My memories of early television are scant because my dad refused to buy a television set until the reception was good enough to suit him, which means the only times I saw television prior to the early 1950s was when we visited my grandparents on Sundays and watched, through the grainy snow of the tiny screen, some of the early programs that were mostly just the same old radio shows with milky pictures attached. Chairs were lined up as at the theater, the set was turned on, adjusted, and the lamps were turned off. No one talked or snacked while watching television then. The TV tray had yet to be born and the TV lamp was thought to save your eyesight..
I had already been in college a year or two when Dad finally gave in and bought the best, enormous, console television available, housed in a beautiful walnut cabinet with doors. They had TV in the lounge at the dorm at the time, but I was always too busy to watch it and, not having been accustomed to it, certainly didn’t miss it. My television watching was limited to holidays when I was home from college and rainy days in summer when I wasn’t working at the miniature golf course. My 12-year-old sister and my 70-year-old grandmother were the only ones in our house who became avid television watchers. Dad watched the news and an occasional movie, Westinghouse Playhouse or The Ed Sullivan Show. When he was done watching, he turned off the set and closed the doors just as he had always turned off the radio when he was done listening to the news, never mind who else might still be interested in the next program.
My grandmother watched Queen For A Day, where some unfortunate, usually single, poverty-line, young mother would be encouraged to relate her tear-stained story of hardship and given a new refrigerator and a basket of school supplies for her children. Then, there was The Big Pay-off, the premise of which I fail to recall, only that Bess Meyerson always modeled a full-length mink coat which was given to one of the contestants by the end of the show. There were lots of homemaking programs, mostly consisting of cooking hints and recipes, and fairly entertaining programs like Art Linkletter’s House Party, where the audience provided most of the entertainment. Grandma never missed that one. She wore jewelry and makeup and took off her apron for the Houseparty, convinced that, since she could see them, they could see her and she wouldn’t want Art Linkletter to think she didn’t appreciate his efforts.

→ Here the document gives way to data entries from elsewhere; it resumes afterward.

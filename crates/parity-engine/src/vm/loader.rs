//! Isolated class-loading namespaces
//!
//! A [`ClassSpace`] maps internal names to defined classes and falls back to
//! its parent on lookup. A [`BytesClassLoader`] defines classes from raw
//! bytes into one space after decoding and verifying them.

use parking_lot::RwLock;
use rustc_hash::{FxHashMap, FxHashSet};
use std::sync::Arc;
use thiserror::Error;
use tracing::debug;

use super::class::RuntimeClass;
use crate::classfile::{verify_class, BinaryClass, ClassFileError, VerifyError};

/// Why a class could not be defined
#[derive(Debug, Clone, PartialEq, Eq, Error)]
pub enum LoadFailure {
    /// Bytes did not decode
    #[error(transparent)]
    ClassFile(#[from] ClassFileError),

    /// Structural checks rejected the class
    #[error(transparent)]
    Verify(#[from] VerifyError),

    /// The space already defines a class with this name
    #[error("class is already defined in this space")]
    Duplicate,

    /// Superclass is not defined in the space or its parents
    #[error("superclass {0} is not defined")]
    MissingSuperclass(String),
}

/// Class definition failure, naming the class
#[derive(Debug, Clone, PartialEq, Eq, Error)]
#[error("Failed to load class {class}: {source}")]
pub struct LoadError {
    /// Internal name, or `<unknown>` when the bytes did not decode
    pub class: String,
    /// What went wrong
    #[source]
    pub source: LoadFailure,
}

impl LoadError {
    fn new(class: impl Into<String>, source: impl Into<LoadFailure>) -> Self {
        Self {
            class: class.into(),
            source: source.into(),
        }
    }
}

/// A class-loading namespace
pub struct ClassSpace {
    parent: Option<Arc<ClassSpace>>,
    classes: RwLock<FxHashMap<String, Arc<RuntimeClass>>>,
}

impl ClassSpace {
    /// Create a root space
    pub fn new() -> Arc<Self> {
        Arc::new(Self {
            parent: None,
            classes: RwLock::new(FxHashMap::default()),
        })
    }

    /// Create a child space that falls back to `parent`
    pub fn child(parent: &Arc<ClassSpace>) -> Arc<Self> {
        Arc::new(Self {
            parent: Some(Arc::clone(parent)),
            classes: RwLock::new(FxHashMap::default()),
        })
    }

    /// Parent space
    pub fn parent(&self) -> Option<&Arc<ClassSpace>> {
        self.parent.as_ref()
    }

    /// Find a class here or in a parent
    pub fn lookup(&self, name: &str) -> Option<Arc<RuntimeClass>> {
        if let Some(class) = self.classes.read().get(name) {
            return Some(Arc::clone(class));
        }
        self.parent.as_ref().and_then(|parent| parent.lookup(name))
    }

    /// Whether this space itself defines `name`
    pub fn defines(&self, name: &str) -> bool {
        self.classes.read().contains_key(name)
    }

    /// Number of classes defined in this space
    pub fn len(&self) -> usize {
        self.classes.read().len()
    }

    /// Whether this space defines nothing
    pub fn is_empty(&self) -> bool {
        self.len() == 0
    }

    fn insert(&self, class: Arc<RuntimeClass>) -> Result<(), LoadFailure> {
        let mut classes = self.classes.write();
        if classes.contains_key(class.name()) {
            return Err(LoadFailure::Duplicate);
        }
        classes.insert(class.name().to_string(), class);
        Ok(())
    }

    fn remove(&self, name: &str) {
        self.classes.write().remove(name);
    }
}

/// Defines classes from raw bytes into one space
#[derive(Clone)]
pub struct BytesClassLoader {
    space: Arc<ClassSpace>,
}

impl BytesClassLoader {
    /// Loader defining into `space`
    pub fn new(space: Arc<ClassSpace>) -> Self {
        Self { space }
    }

    /// Target space
    pub fn space(&self) -> &Arc<ClassSpace> {
        &self.space
    }

    /// Decode, verify, link and define one class
    pub fn define_class(&self, bytes: &[u8]) -> Result<Arc<RuntimeClass>, LoadError> {
        let binary =
            BinaryClass::decode(bytes).map_err(|e| LoadError::new("<unknown>", e))?;
        self.define_binary(binary)
    }

    /// Verify, link and define an already decoded class
    pub fn define_binary(&self, binary: BinaryClass) -> Result<Arc<RuntimeClass>, LoadError> {
        let name = binary
            .name()
            .map_err(|e| LoadError::new("<unknown>", e))?
            .to_string();
        verify_class(&binary).map_err(|e| LoadError::new(&name, e))?;
        self.link_verified(name, binary)
    }

    fn link_verified(
        &self,
        name: String,
        binary: BinaryClass,
    ) -> Result<Arc<RuntimeClass>, LoadError> {
        if self.space.defines(&name) {
            return Err(LoadError::new(&name, LoadFailure::Duplicate));
        }

        let superclass = match binary.super_name().map_err(|e| LoadError::new(&name, e))? {
            Some(super_name) => Some(self.space.lookup(super_name).ok_or_else(|| {
                LoadError::new(&name, LoadFailure::MissingSuperclass(super_name.to_string()))
            })?),
            None => None,
        };

        let class = Arc::new(
            RuntimeClass::link(Arc::new(binary), superclass)
                .map_err(|e| LoadError::new(&name, e))?,
        );
        self.space
            .insert(Arc::clone(&class))
            .map_err(|e| LoadError::new(&name, e))?;
        debug!(class = %name, id = ?class.id(), "defined class");
        Ok(class)
    }

    /// Define a batch of classes that may extend one another
    ///
    /// Classes are defined superclass-first regardless of input order. The
    /// whole batch is verified before anything is defined, and a failure
    /// while linking removes the classes the batch already defined.
    pub fn define_classes<'a, I>(&self, batch: I) -> Result<Vec<Arc<RuntimeClass>>, LoadError>
    where
        I: IntoIterator<Item = &'a [u8]>,
    {
        let mut pending = Vec::new();
        let mut names = FxHashSet::default();
        for bytes in batch {
            let binary =
                BinaryClass::decode(bytes).map_err(|e| LoadError::new("<unknown>", e))?;
            let name = binary
                .name()
                .map_err(|e| LoadError::new("<unknown>", e))?
                .to_string();
            verify_class(&binary).map_err(|e| LoadError::new(&name, e))?;
            if self.space.defines(&name) || !names.insert(name.clone()) {
                return Err(LoadError::new(&name, LoadFailure::Duplicate));
            }
            let super_name = binary
                .super_name()
                .map_err(|e| LoadError::new(&name, e))?
                .map(str::to_string);
            pending.push((name, super_name, binary));
        }

        let mut defined: Vec<Arc<RuntimeClass>> = Vec::with_capacity(pending.len());
        while !pending.is_empty() {
            let waiting: FxHashSet<String> =
                pending.iter().map(|(name, _, _)| name.clone()).collect();
            let ready = pending.iter().position(|(_, super_name, _)| {
                super_name
                    .as_ref()
                    .map_or(true, |super_name| !waiting.contains(super_name))
            });
            // A cycle: define in order and let the missing superclass surface
            let (name, _, binary) = pending.remove(ready.unwrap_or(0));
            match self.link_verified(name, binary) {
                Ok(class) => defined.push(class),
                Err(err) => {
                    for class in &defined {
                        self.space.remove(class.name());
                    }
                    return Err(err);
                }
            }
        }
        Ok(defined)
    }
}

#[cfg(test)]
mod tests {
    use super::*;
    use crate::classfile::{access, ClassBuilder};

    fn bytes_of(builder: ClassBuilder) -> Vec<u8> {
        builder.build().encode()
    }

    #[test]
    fn test_define_and_lookup_through_parent() {
        let root = ClassSpace::new();
        let loader = BytesClassLoader::new(root.clone());
        loader
            .define_class(&bytes_of(ClassBuilder::new("Base")))
            .unwrap();

        let child = ClassSpace::child(&root);
        let mut derived = ClassBuilder::new("Derived");
        derived.extends("Base");
        let class = BytesClassLoader::new(child.clone())
            .define_class(&bytes_of(derived))
            .unwrap();

        assert_eq!(class.superclass().unwrap().name(), "Base");
        assert!(child.lookup("Base").is_some());
        assert!(root.lookup("Derived").is_none());
        assert_eq!(child.len(), 1);
    }

    #[test]
    fn test_duplicate_rejected() {
        let loader = BytesClassLoader::new(ClassSpace::new());
        let bytes = bytes_of(ClassBuilder::new("Once"));
        loader.define_class(&bytes).unwrap();
        let err = loader.define_class(&bytes).unwrap_err();
        assert_eq!(err.class, "Once");
        assert_eq!(err.source, LoadFailure::Duplicate);
    }

    #[test]
    fn test_verify_failure_surfaces() {
        let mut builder = ClassBuilder::new("Broken");
        builder.method(access::STATIC, "f", "()I").iadd().ret().finish();
        let err = BytesClassLoader::new(ClassSpace::new())
            .define_class(&bytes_of(builder))
            .unwrap_err();
        assert!(matches!(err.source, LoadFailure::Verify(_)));
        assert!(err.to_string().starts_with("Failed to load class Broken"));
    }

    #[test]
    fn test_batch_orders_superclasses() {
        let mut leaf = ClassBuilder::new("Leaf");
        leaf.extends("Middle");
        let mut middle = ClassBuilder::new("Middle");
        middle.extends("Root");
        let batch = [
            bytes_of(leaf),
            bytes_of(middle),
            bytes_of(ClassBuilder::new("Root")),
        ];

        let loader = BytesClassLoader::new(ClassSpace::new());
        let defined = loader
            .define_classes(batch.iter().map(Vec::as_slice))
            .unwrap();
        let names: Vec<_> = defined.iter().map(|c| c.name().to_string()).collect();
        assert_eq!(names, ["Root", "Middle", "Leaf"]);
    }

    #[test]
    fn test_batch_verified_before_defining() {
        let mut broken = ClassBuilder::new("Broken");
        broken.method(access::STATIC, "f", "()I").iadd().ret().finish();
        let batch = [bytes_of(ClassBuilder::new("Fine")), bytes_of(broken)];

        let space = ClassSpace::new();
        let err = BytesClassLoader::new(space.clone())
            .define_classes(batch.iter().map(Vec::as_slice))
            .unwrap_err();
        assert_eq!(err.class, "Broken");
        assert!(matches!(err.source, LoadFailure::Verify(_)));
        assert!(space.is_empty());
    }

    #[test]
    fn test_batch_link_failure_leaves_space_unchanged() {
        let mut orphan = ClassBuilder::new("Orphan");
        orphan.extends("Nowhere");
        let batch = [bytes_of(ClassBuilder::new("Root")), bytes_of(orphan)];

        let space = ClassSpace::new();
        let err = BytesClassLoader::new(space.clone())
            .define_classes(batch.iter().map(Vec::as_slice))
            .unwrap_err();
        assert_eq!(err.class, "Orphan");
        assert!(space.is_empty());
    }

    #[test]
    fn test_missing_superclass() {
        let mut orphan = ClassBuilder::new("Orphan");
        orphan.extends("Nowhere");
        let err = BytesClassLoader::new(ClassSpace::new())
            .define_class(&bytes_of(orphan))
            .unwrap_err();
        assert_eq!(
            err.source,
            LoadFailure::MissingSuperclass("Nowhere".to_string())
        );
    }
}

There were few programs especially for children in those days. My little sister watched Captain Video, a sort of space fantasy where the actors usually performed around a papier mache boulder which represented landscaping on some far-off planet. Later came such children’s programs as Dr. Max out of Cedar Rapids. There was Romper Room for the toddlers, and Saturday morning cartoons with Roadrunner and Wiley Coyote for those of us who wanted to relive our childhoods. Some very early animated cartoons skittered across the screen, almost Mickey Mouse in stick figures, and everyone crossed their fingers for the contestants on The Sixty-Four Thousand Dollar Question. Most dramatic shows such as Westinghouse Playhouse with Betty Furness demonstrating the latest innovation in refrigerators, were performed live. A few serial programs, such as The Millionaire garnered large audiences– mostly because they were a novelty. The Millionaire bestowed a fortune on some unsuspecting fictitious person each week, and we watched the unfolding of the effects this sudden wealth wrought on the recipients. Grandma thoroughly believed these stories were real, and wondered how to go about contacting this philanthropist. I can still hear John Camerion Swayze’s voice as he tortured a Timex watch by tumbling it in a washing machine.
Today, we have Oprah and Ellen giving away houses, cars and computers to deserving people struggling against poverty. (Sound familiar?) What Would You Do? and Funniest Home Videos make use of the audience much in the same way as Houseparty had. Quiz shows have gone to college and become challenges for geniuses. Cooking and homemaking shows survive in more modern format, most of the good dramas come from England, situation comedies have replaced the old variety shows which, in turn had taken over the role of Vaudeville, and the news has grown from 15 minutes to an hour and a half. Most of the children’s programs come out of public television and I suppose they are educational but I find them less than entertaining and can’t imagine why youngsters watch them– it’s no wonder kids always want to watch things intended for older children and adults. What’s the matter with just plain fun, anyway? Does it always have to be “educational”?